Me to God: Like an apple among the trees of the forest, so is my beloved among the young men. In his shade I take great delight and sit down....and his fruit is sweet to my taste.

God to Me: O my dove, in the clefts of the rock, in the secret place of the steep pathway, let me see your form, let me hear your voice; for your voice is sweet and your form is lovely.

Me to God: On my bed night after night I sought him whom my soul loves; I sought him but did not find him. I must arise now and god about the city; in the streets and in the squares I must seek him whom my soul loves. I sought him but did not find him.
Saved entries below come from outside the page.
//! User repository contracts and SQLite implementation.
//!
//! # Invariants
//! - Emails are stored trimmed and lowercase; `users.email` is unique.
//! - A duplicate email surfaces as `DuplicateEmail` on `email`.

use crate::db::DbError;
use crate::model::user::{User, UserId};
use crate::model::validation::{ValidationErrorKind, ValidationErrors};
use crate::repo::error::{RepoError, RepoResult};
use crate::repo::schema::{ensure_table_ready, parse_uuid};
use rusqlite::{params, Connection, OptionalExtension, Row};

/// Repository interface for project owners.
pub trait UserRepository {
    /// Creates one user and returns its stable id.
    fn create_user(&self, user: &User) -> RepoResult<UserId>;
    /// Gets one user by id.
    fn get_user(&self, id: UserId) -> RepoResult<Option<User>>;
    /// Returns whether a user with `id` exists.
    fn user_exists(&self, id: UserId) -> RepoResult<bool>;
}

/// SQLite-backed user repository.
pub struct SqliteUserRepository<'conn> {
    conn: &'conn Connection,
}

impl<'conn> SqliteUserRepository<'conn> {
    /// Constructs a repository from a migrated connection.
    pub fn try_new(conn: &'conn Connection) -> RepoResult<Self> {
        ensure_table_ready(conn, "users", &["uuid", "display_name", "email"])?;
        Ok(Self { conn })
    }
}

impl UserRepository for SqliteUserRepository<'_> {
    fn create_user(&self, user: &User) -> RepoResult<UserId> {
        user.validate()?;
        let email = user.normalized_email().unwrap_or_default();

        self.conn
            .execute(
                "INSERT INTO users (uuid, display_name, email) VALUES (?1, ?2, ?3);",
                params![user.id.to_string(), user.display_name.trim(), email],
            )
            .map_err(|err| {
                let err = DbError::from(err);
                if err.is_unique_violation() {
                    RepoError::Validation(ValidationErrors::single(
                        "email",
                        ValidationErrorKind::DuplicateEmail,
                    ))
                } else {
                    RepoError::Db(err)
                }
            })?;

        Ok(user.id)
    }

    fn get_user(&self, id: UserId) -> RepoResult<Option<User>> {
        let mut stmt = self
            .conn
            .prepare("SELECT uuid, display_name, email FROM users WHERE uuid = ?1;")?;
        let mut rows = stmt.query([id.to_string()])?;
        if let Some(row) = rows.next()? {
            return Ok(Some(parse_user_row(row)?));
        }
        Ok(None)
    }

    fn user_exists(&self, id: UserId) -> RepoResult<bool> {
        let found = self
            .conn
            .query_row(
                "SELECT 1 FROM users WHERE uuid = ?1;",
                [id.to_string()],
                |_| Ok(()),
            )
            .optional()?;
        Ok(found.is_some())
    }
}

fn parse_user_row(row: &Row<'_>) -> RepoResult<User> {
    let uuid_text: String = row.get("uuid")?;
    Ok(User {
        id: parse_uuid(&uuid_text, "users.uuid")?,
        display_name: row.get("display_name")?,
        email: row.get("email")?,
    })
}
//! User domain model.
//!
//! Users are the owning aggregate root for projects. Only the attributes
//! needed to identify an owner are modeled here.

use crate::model::validation::{normalize_required, ValidationErrorKind, ValidationErrors};
use serde::{Deserialize, Serialize};
use uuid::Uuid;

/// Stable identifier of a user.
pub type UserId = Uuid;

#[derive(Debug, Clone, PartialEq, Eq, Serialize, Deserialize)]
pub struct User {
    pub id: UserId,
    pub display_name: String,
    /// Login email, unique across users and stored lowercase.
    pub email: String,
}

impl User {
    pub fn new(display_name: impl Into<String>, email: impl Into<String>) -> Self {
        Self {
            id: Uuid::new_v4(),
            display_name: display_name.into(),
            email: email.into(),
        }
    }

    /// Returns the trimmed, lowercased email, or `None` when blank.
    pub fn normalized_email(&self) -> Option<String> {
        normalize_required(&self.email).map(str::to_lowercase)
    }

    /// Checks presence of display name and email.
    pub fn validate(&self) -> Result<(), ValidationErrors> {
        let mut errors = ValidationErrors::new();
        if normalize_required(&self.display_name).is_none() {
            errors.add("display_name", ValidationErrorKind::BlankDisplayName);
        }
        if self.normalized_email().is_none() {
            errors.add("email", ValidationErrorKind::BlankEmail);
        }
        errors.into_result()
    }
}

#[cfg(test)]
mod tests {
    use super::User;
    use crate::model::validation::ValidationErrorKind;

    #[test]
    fn email_is_normalized_to_lowercase() {
        let user = User::new("Aki", "  Aki@Example.COM ");
        assert_eq!(user.normalized_email().as_deref(), Some("aki@example.com"));
    }

    #[test]
    fn blank_fields_are_reported_together() {
        let errors = User::new(" ", "").validate().unwrap_err();
        assert_eq!(errors.len(), 2);
        assert!(errors.contains("display_name", ValidationErrorKind::BlankDisplayName));
        assert!(errors.contains("email", ValidationErrorKind::BlankEmail));
    }
}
...why? I love this ending verse."I sought him but did not find him." Why does God hide himself? He hides himself so that I will seek him, because if he was always present, always giving attention to my need I would take his love for granted. "Absence makes the heart grow fonder."
He draws away, so I will draw towards him, which is the greatest of delights, both in my "seeking" and in his "being sought after." I want this go down into my deepest pores, into my gut, until I weep with undying devotion and desperation for his presence.

"....when I found him whom my soul loves; I held on to him and would not let him go."

Friday, April 11, 2008

Freedom!!!!

Two things God has me focused on: Joan or Arc & Nehemiah

I love of Joan of Arc, she inspires me. What would this modern world do if someone of her character and vision appeared demanding justice? She was only a peasant, unlearned, and even timid, how did she become general? I know the story, but still it's a bit mystifying.

We could use some more Joan of Arcs.

What is it like to rarely question whether or not God is speaking to you? Joan didn't, she always knew beforehand what would happen, trusted completely in God, and walked calmly through the troubles around...even to her death. Talk about having faith in God's will!
This has me searching my own heart right now, wishing I had such bold courage, and causing great turmoil in my sleep. Literally for two nights after I watched some clips from the 1999 Joan of Arc film, I could not sleep. Something deep was stirred in my spirit. It weirded me out at first. I was both miserable and happy all at once.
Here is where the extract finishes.